Bunched rhetorical questions are often a sign that the author doesn’t know what is going on themselves. Which is okay in first drafts, when the writer is thrashing out the plot, but I think they should be ironed out in subsequent drafts. That’s what editing is all about, writing the story in the most compelling way and I find rhetorical questions take my attention away from the words written on the page.
For me, the very worst crime is posing a rhetorical question on page one. The opening of a novel should be about grabbing the reader’s attention, introducing a character we are going to love in a believable location. The writer needs to drag the reader away from the television and into the book.
The opening page is not the time to plant the seed of doubt in the reader’s mind.

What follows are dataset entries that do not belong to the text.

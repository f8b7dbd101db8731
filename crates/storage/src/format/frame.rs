//! Log frame format
//!
//! Every record in the journal log is wrapped in a frame:
//!
//! ```text
//! +----------+----------+-------------------+----------+
//! | tag: u32 | len: u32 | payload: len bytes| crc: u32 |
//! +----------+----------+-------------------+----------+
//! ```
//!
//! All integers are little-endian. The CRC32 covers tag, length and payload.
//!
//! # Frame Tags
//!
//! The low 16 bits of a tag name the [`RecordType`]; the high 16 bits carry a
//! subtype. For object-version records the subtype is the [`ObjectKind`]. For
//! every other record type the subtype must be zero.

use byteorder::{ByteOrder, LittleEndian, WriteBytesExt};
use statejournal_core::{Error, Result};
use std::io::Write;

/// Bytes of header (tag + len) preceding the payload
pub const FRAME_HEADER_SIZE: usize = 8;

/// Bytes of trailing checksum
pub const FRAME_CRC_SIZE: usize = 4;

/// Total framing overhead per record
pub const FRAME_OVERHEAD: usize = FRAME_HEADER_SIZE + FRAME_CRC_SIZE;

/// Kind of record carried in a frame
#[derive(Debug, Clone, Copy, PartialEq, Eq, Hash)]
#[repr(u16)]
pub enum RecordType {
    /// One object's version: prev pointer plus diff payload
    ObjectVersion = 0x0001,
    /// Commit point: epoch, root and watermarks
    MetaCommit = 0x0002,
}

impl RecordType {
    fn from_u16(raw: u16) -> Option<Self> {
        match raw {
            0x0001 => Some(RecordType::ObjectVersion),
            0x0002 => Some(RecordType::MetaCommit),
            _ => None,
        }
    }
}

/// Kind of durable object an object-version record belongs to
#[derive(Debug, Clone, Copy, PartialEq, Eq, Hash)]
#[repr(u16)]
pub enum ObjectKind {
    /// Durable dictionary
    Dict = 0x0001,
}

impl ObjectKind {
    fn from_u16(raw: u16) -> Option<Self> {
        match raw {
            0x0001 => Some(ObjectKind::Dict),
            _ => None,
        }
    }
}

/// 32-bit frame tag
#[derive(Debug, Clone, Copy, PartialEq, Eq, Hash)]
pub struct FrameTag(u32);

impl FrameTag {
    /// Dictionary version record
    pub const DICT_VERSION: FrameTag = FrameTag::object_version(ObjectKind::Dict);

    /// Meta commit record
    pub const META_COMMIT: FrameTag = FrameTag::new(RecordType::MetaCommit, 0);

    /// Compose a tag from its halves
    pub const fn new(record_type: RecordType, sub_type: u16) -> Self {
        FrameTag(((sub_type as u32) << 16) | record_type as u32)
    }

    /// Tag of an object-version record for `kind`
    pub const fn object_version(kind: ObjectKind) -> Self {
        FrameTag::new(RecordType::ObjectVersion, kind as u16)
    }

    /// Raw value as written to the log
    pub const fn get(self) -> u32 {
        self.0
    }

    /// Validate a raw tag read from the log
    pub fn parse(raw: u32) -> Result<Self> {
        let record_raw = (raw & 0xFFFF) as u16;
        let sub_type = (raw >> 16) as u16;
        let record_type = RecordType::from_u16(record_raw).ok_or_else(|| Error::UnknownFrameTag {
            tag: raw,
            reason: format!("unknown record type 0x{:04X}", record_raw),
        })?;
        match record_type {
            RecordType::ObjectVersion => {
                if ObjectKind::from_u16(sub_type).is_none() {
                    return Err(Error::UnknownFrameTag {
                        tag: raw,
                        reason: format!("unknown object kind 0x{:04X}", sub_type),
                    });
                }
            }
            RecordType::MetaCommit => {
                if sub_type != 0 {
                    return Err(Error::UnknownFrameTag {
                        tag: raw,
                        reason: "meta commit subtype must be zero".to_string(),
                    });
                }
            }
        }
        Ok(FrameTag(raw))
    }

    /// Record type half
    pub fn record_type(self) -> RecordType {
        // Only constructed through `new` or a validated `parse`
        RecordType::from_u16((self.0 & 0xFFFF) as u16).unwrap_or(RecordType::ObjectVersion)
    }

    /// Object kind, for object-version tags
    pub fn object_kind(self) -> Option<ObjectKind> {
        match self.record_type() {
            RecordType::ObjectVersion => ObjectKind::from_u16((self.0 >> 16) as u16),
            RecordType::MetaCommit => None,
        }
    }
}

impl std::fmt::Display for FrameTag {
    fn fmt(&self, f: &mut std::fmt::Formatter<'_>) -> std::fmt::Result {
        write!(f, "0x{:08X}", self.0)
    }
}

fn checksum(tag: u32, payload: &[u8]) -> u32 {
    let mut hasher = crc32fast::Hasher::new();
    let mut header = [0u8; FRAME_HEADER_SIZE];
    LittleEndian::write_u32(&mut header[..4], tag);
    LittleEndian::write_u32(&mut header[4..], payload.len() as u32);
    hasher.update(&header);
    hasher.update(payload);
    hasher.finalize()
}

/// Write one frame, returning the bytes written
pub fn write_frame<W: Write + ?Sized>(out: &mut W, tag: FrameTag, payload: &[u8]) -> Result<usize> {
    let len = u32::try_from(payload.len()).map_err(|_| {
        Error::InvalidArgument(format!(
            "frame payload of {} bytes exceeds u32 length field",
            payload.len()
        ))
    })?;
    out.write_u32::<LittleEndian>(tag.get())?;
    out.write_u32::<LittleEndian>(len)?;
    out.write_all(payload)?;
    out.write_u32::<LittleEndian>(checksum(tag.get(), payload))?;
    Ok(FRAME_OVERHEAD + payload.len())
}

/// A decoded frame borrowing its payload
#[derive(Debug, Clone, Copy, PartialEq, Eq)]
pub struct Frame<'a> {
    /// Validated tag
    pub tag: FrameTag,
    /// Record bytes
    pub payload: &'a [u8],
}

impl Frame<'_> {
    /// Bytes this frame occupies in the log
    pub fn encoded_len(&self) -> usize {
        FRAME_OVERHEAD + self.payload.len()
    }
}

/// Decode the frame at the start of `bytes`
///
/// `position` is only used for error messages.
pub fn read_frame(bytes: &[u8], position: u64) -> Result<Frame<'_>> {
    if bytes.len() < FRAME_HEADER_SIZE {
        return Err(Error::FrameCorrupt {
            position,
            reason: format!("header needs {} bytes, {} available", FRAME_HEADER_SIZE, bytes.len()),
        });
    }
    let raw_tag = LittleEndian::read_u32(&bytes[..4]);
    let len = LittleEndian::read_u32(&bytes[4..8]) as usize;
    let end = FRAME_HEADER_SIZE + len;
    if bytes.len() < end + FRAME_CRC_SIZE {
        return Err(Error::FrameCorrupt {
            position,
            reason: format!("declared length {} runs past end of log", len),
        });
    }
    let payload = &bytes[FRAME_HEADER_SIZE..end];
    let stored = LittleEndian::read_u32(&bytes[end..end + FRAME_CRC_SIZE]);
    let computed = checksum(raw_tag, payload);
    if stored != computed {
        return Err(Error::FrameCorrupt {
            position,
            reason: format!("crc mismatch: stored 0x{:08X}, computed 0x{:08X}", stored, computed),
        });
    }
    Ok(Frame {
        tag: FrameTag::parse(raw_tag)?,
        payload,
    })
}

What if the reader decides NOT to read on?
So are rhetorical questions completely banned? Of course not.
I thought I better check out where I used questions in my own work, so I opened my Help I’m an Alien manuscript and searched for ‘?’ There are 314 question marks in 28,000 words. Over three hundred of them appear in dialogue. Which is the best way to have your character raise a question. It’s not left hanging with no one to answer it. Even if the character’s best friend answers ‘I don’t know’, the question is contained within the story not dumped on the reader.
Another great way to use a question is as a cliff hanger at the end of a chapter
‘Was she trying to tell me I was adopted?’
‘What did she mean? Aliens didn’t exist.’
He is doubting her, not himself.Another way I use questions in Help I’m an Alien is to directly ask the reader a question.
Or
‘Did I mention, I always wanted a computer of my own?’
My advice is to try and keep rhetorical questions to a minimum.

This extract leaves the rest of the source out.